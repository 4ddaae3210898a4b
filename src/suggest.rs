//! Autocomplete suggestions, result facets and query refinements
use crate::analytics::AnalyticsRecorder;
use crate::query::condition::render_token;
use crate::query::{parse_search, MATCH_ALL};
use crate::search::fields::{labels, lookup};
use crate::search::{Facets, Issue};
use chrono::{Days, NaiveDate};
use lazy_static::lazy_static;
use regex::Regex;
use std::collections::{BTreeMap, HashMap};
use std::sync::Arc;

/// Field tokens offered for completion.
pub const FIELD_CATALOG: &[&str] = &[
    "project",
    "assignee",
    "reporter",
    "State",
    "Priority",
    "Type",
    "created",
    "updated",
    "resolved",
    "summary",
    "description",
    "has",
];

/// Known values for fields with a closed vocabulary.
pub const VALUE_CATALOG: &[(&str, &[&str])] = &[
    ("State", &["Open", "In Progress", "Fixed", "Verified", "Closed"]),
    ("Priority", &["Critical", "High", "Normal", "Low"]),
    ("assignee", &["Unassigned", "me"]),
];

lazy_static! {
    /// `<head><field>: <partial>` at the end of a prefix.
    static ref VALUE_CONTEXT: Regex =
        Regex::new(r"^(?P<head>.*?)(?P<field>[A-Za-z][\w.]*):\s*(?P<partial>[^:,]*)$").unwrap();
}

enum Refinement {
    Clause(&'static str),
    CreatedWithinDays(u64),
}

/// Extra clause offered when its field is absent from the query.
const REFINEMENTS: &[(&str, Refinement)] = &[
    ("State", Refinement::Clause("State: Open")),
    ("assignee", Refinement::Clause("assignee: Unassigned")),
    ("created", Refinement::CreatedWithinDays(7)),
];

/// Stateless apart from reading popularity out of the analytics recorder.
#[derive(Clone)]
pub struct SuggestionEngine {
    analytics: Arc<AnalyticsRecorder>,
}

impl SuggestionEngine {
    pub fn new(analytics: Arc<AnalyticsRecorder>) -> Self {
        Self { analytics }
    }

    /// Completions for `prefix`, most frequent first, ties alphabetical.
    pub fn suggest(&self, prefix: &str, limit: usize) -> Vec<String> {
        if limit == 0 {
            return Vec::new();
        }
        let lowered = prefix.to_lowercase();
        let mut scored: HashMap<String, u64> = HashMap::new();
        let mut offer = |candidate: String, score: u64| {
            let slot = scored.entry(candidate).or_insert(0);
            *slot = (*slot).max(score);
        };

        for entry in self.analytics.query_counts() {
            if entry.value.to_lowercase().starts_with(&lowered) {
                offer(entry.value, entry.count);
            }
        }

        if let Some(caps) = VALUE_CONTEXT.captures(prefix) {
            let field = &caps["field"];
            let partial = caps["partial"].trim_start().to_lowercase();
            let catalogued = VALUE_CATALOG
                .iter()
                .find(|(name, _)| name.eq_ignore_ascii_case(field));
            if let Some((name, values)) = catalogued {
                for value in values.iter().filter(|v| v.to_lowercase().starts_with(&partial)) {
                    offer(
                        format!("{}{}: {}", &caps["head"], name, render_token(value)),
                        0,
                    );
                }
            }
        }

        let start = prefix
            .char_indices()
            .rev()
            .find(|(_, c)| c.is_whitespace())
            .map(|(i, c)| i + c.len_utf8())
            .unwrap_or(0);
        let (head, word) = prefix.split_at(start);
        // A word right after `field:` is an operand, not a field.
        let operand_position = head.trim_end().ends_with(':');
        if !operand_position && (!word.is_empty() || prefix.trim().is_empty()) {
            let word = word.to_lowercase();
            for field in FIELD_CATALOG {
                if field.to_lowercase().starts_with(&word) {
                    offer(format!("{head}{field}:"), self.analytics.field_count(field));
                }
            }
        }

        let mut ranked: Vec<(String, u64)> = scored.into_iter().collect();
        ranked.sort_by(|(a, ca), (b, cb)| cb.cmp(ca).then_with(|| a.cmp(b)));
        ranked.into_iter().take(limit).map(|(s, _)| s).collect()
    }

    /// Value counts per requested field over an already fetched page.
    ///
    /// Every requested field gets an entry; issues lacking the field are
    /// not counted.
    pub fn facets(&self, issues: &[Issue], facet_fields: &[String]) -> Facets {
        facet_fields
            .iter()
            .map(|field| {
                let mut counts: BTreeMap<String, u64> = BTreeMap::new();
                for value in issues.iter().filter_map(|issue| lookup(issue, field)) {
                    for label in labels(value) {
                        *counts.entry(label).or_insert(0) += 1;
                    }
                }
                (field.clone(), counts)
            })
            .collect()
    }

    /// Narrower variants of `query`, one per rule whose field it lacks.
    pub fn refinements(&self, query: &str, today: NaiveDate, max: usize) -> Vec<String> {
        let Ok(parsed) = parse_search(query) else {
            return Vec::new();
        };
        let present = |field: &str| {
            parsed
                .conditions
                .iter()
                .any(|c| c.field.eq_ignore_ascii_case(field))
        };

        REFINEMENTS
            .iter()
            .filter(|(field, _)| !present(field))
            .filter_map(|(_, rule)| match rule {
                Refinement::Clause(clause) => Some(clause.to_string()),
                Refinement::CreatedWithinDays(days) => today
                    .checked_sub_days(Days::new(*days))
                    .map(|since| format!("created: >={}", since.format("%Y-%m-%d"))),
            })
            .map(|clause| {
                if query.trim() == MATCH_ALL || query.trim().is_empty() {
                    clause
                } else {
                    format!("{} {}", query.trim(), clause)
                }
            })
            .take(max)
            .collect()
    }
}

--

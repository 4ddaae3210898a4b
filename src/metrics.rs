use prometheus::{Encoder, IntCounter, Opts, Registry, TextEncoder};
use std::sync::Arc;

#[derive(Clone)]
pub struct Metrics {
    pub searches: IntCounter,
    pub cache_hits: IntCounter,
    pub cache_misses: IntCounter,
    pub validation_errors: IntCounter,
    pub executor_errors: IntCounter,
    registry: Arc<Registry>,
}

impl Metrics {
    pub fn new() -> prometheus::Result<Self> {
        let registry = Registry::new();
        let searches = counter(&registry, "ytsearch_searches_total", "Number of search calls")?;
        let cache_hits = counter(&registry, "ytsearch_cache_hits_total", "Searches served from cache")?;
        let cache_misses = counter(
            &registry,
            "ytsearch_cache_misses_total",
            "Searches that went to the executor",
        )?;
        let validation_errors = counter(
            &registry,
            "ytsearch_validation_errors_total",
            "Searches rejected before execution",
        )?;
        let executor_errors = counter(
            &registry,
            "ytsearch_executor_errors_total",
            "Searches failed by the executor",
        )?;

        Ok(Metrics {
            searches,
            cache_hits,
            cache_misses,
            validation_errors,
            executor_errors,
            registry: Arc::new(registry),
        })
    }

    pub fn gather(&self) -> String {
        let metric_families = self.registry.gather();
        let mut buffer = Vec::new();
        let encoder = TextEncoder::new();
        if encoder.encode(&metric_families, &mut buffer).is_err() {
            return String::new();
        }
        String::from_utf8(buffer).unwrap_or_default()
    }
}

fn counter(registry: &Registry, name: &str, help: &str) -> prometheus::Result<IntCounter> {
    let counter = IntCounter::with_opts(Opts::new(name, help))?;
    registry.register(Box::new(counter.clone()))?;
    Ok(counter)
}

**Task goal:** Would you quote everything above from the line containing "if !operand_position &&" down to the line containing "field it lacks."? Include both of those lines and nothing else.

**Answer to this exercise:**
        if !operand_position && (!word.is_empty() || prefix.trim().is_empty()) {
            let word = word.to_lowercase();
            for field in FIELD_CATALOG {
                if field.to_lowercase().starts_with(&word) {
                    offer(format!("{head}{field}:"), self.analytics.field_count(field));
                }
            }
        }

        let mut ranked: Vec<(String, u64)> = scored.into_iter().collect();
        ranked.sort_by(|(a, ca), (b, cb)| cb.cmp(ca).then_with(|| a.cmp(b)));
        ranked.into_iter().take(limit).map(|(s, _)| s).collect()
    }

    /// Value counts per requested field over an already fetched page.
    ///
    /// Every requested field gets an entry; issues lacking the field are
    /// not counted.
    pub fn facets(&self, issues: &[Issue], facet_fields: &[String]) -> Facets {
        facet_fields
            .iter()
            .map(|field| {
                let mut counts: BTreeMap<String, u64> = BTreeMap::new();
                for value in issues.iter().filter_map(|issue| lookup(issue, field)) {
                    for label in labels(value) {
                        *counts.entry(label).or_insert(0) += 1;
                    }
                }
                (field.clone(), counts)
            })
            .collect()
    }

    /// Narrower variants of `query`, one per rule whose field it lacks.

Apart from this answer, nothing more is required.